== Supplied material ==
# # # #

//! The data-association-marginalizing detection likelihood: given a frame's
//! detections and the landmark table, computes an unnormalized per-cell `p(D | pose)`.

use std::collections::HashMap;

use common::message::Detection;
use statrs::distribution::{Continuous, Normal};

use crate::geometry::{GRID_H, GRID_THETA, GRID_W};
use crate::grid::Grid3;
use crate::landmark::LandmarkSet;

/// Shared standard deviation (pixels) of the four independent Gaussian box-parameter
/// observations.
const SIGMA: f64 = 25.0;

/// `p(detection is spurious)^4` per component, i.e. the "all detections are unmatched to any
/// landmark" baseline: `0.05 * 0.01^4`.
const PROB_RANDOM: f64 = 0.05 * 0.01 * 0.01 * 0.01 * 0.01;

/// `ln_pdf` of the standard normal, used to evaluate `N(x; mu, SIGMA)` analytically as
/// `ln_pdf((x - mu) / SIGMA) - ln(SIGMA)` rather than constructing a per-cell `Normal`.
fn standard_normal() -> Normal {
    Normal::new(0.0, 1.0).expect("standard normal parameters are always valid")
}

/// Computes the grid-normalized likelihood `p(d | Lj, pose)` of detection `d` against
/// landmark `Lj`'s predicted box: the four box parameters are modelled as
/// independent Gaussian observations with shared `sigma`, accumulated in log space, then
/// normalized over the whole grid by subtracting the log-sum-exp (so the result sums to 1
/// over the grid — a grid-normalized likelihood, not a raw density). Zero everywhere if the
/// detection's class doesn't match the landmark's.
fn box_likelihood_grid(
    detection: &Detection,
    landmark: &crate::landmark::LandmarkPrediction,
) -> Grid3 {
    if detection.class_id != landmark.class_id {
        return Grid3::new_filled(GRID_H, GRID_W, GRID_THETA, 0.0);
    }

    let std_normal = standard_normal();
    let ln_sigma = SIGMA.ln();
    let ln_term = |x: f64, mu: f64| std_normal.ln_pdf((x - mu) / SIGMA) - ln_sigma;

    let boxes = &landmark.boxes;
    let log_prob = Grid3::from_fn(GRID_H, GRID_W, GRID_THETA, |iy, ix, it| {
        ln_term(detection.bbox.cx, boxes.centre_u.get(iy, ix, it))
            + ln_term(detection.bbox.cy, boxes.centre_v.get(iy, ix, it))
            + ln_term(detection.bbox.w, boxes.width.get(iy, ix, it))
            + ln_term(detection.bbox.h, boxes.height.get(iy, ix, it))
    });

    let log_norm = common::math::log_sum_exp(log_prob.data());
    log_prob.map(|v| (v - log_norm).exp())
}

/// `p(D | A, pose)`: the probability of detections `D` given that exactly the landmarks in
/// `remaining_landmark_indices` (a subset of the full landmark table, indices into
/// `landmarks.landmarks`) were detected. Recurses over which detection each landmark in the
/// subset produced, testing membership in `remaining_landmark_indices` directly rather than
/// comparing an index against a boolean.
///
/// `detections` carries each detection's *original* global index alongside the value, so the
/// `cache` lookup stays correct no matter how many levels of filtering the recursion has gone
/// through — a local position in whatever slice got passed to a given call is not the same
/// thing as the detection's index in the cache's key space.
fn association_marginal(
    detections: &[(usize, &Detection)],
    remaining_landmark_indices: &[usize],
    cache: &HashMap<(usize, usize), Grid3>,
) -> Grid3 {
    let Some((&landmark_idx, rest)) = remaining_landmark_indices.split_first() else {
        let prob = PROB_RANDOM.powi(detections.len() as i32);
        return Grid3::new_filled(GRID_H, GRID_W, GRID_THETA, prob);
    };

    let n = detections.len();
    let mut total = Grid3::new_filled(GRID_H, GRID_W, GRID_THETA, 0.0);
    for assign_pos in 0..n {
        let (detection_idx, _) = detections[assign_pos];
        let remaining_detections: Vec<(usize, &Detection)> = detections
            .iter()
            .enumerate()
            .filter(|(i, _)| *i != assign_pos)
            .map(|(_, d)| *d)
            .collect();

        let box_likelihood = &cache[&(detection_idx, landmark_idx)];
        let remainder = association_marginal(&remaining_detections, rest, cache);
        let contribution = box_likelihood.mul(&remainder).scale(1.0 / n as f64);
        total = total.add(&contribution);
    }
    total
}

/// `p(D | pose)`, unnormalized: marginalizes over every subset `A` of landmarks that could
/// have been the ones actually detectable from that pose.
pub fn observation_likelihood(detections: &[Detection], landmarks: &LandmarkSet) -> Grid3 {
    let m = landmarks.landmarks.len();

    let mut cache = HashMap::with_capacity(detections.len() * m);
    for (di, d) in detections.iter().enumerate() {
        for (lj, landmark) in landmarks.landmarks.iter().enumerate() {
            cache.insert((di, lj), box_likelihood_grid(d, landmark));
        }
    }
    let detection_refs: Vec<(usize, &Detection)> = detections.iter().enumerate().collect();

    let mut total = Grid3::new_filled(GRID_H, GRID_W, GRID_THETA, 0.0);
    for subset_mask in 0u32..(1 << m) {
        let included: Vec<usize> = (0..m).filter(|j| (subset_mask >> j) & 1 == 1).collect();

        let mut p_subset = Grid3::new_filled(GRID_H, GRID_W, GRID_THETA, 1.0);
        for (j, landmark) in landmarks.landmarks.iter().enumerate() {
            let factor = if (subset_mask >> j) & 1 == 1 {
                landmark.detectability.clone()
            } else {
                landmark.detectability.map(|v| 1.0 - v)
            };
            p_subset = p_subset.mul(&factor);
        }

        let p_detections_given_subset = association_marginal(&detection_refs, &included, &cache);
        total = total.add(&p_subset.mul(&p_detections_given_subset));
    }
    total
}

# # # #

== Instructions to follow ==
Every line from the line containing "let std_normal = standard_normal();" through the line containing "GRID_THETA, |iy, ix, it|" in the records above must be retyped exactly. Leave out the rest.

== Response to the task ==
    let std_normal = standard_normal();
    let ln_sigma = SIGMA.ln();
    let ln_term = |x: f64, mu: f64| std_normal.ln_pdf((x - mu) / SIGMA) - ln_sigma;

    let boxes = &landmark.boxes;
    let log_prob = Grid3::from_fn(GRID_H, GRID_W, GRID_THETA, |iy, ix, it| {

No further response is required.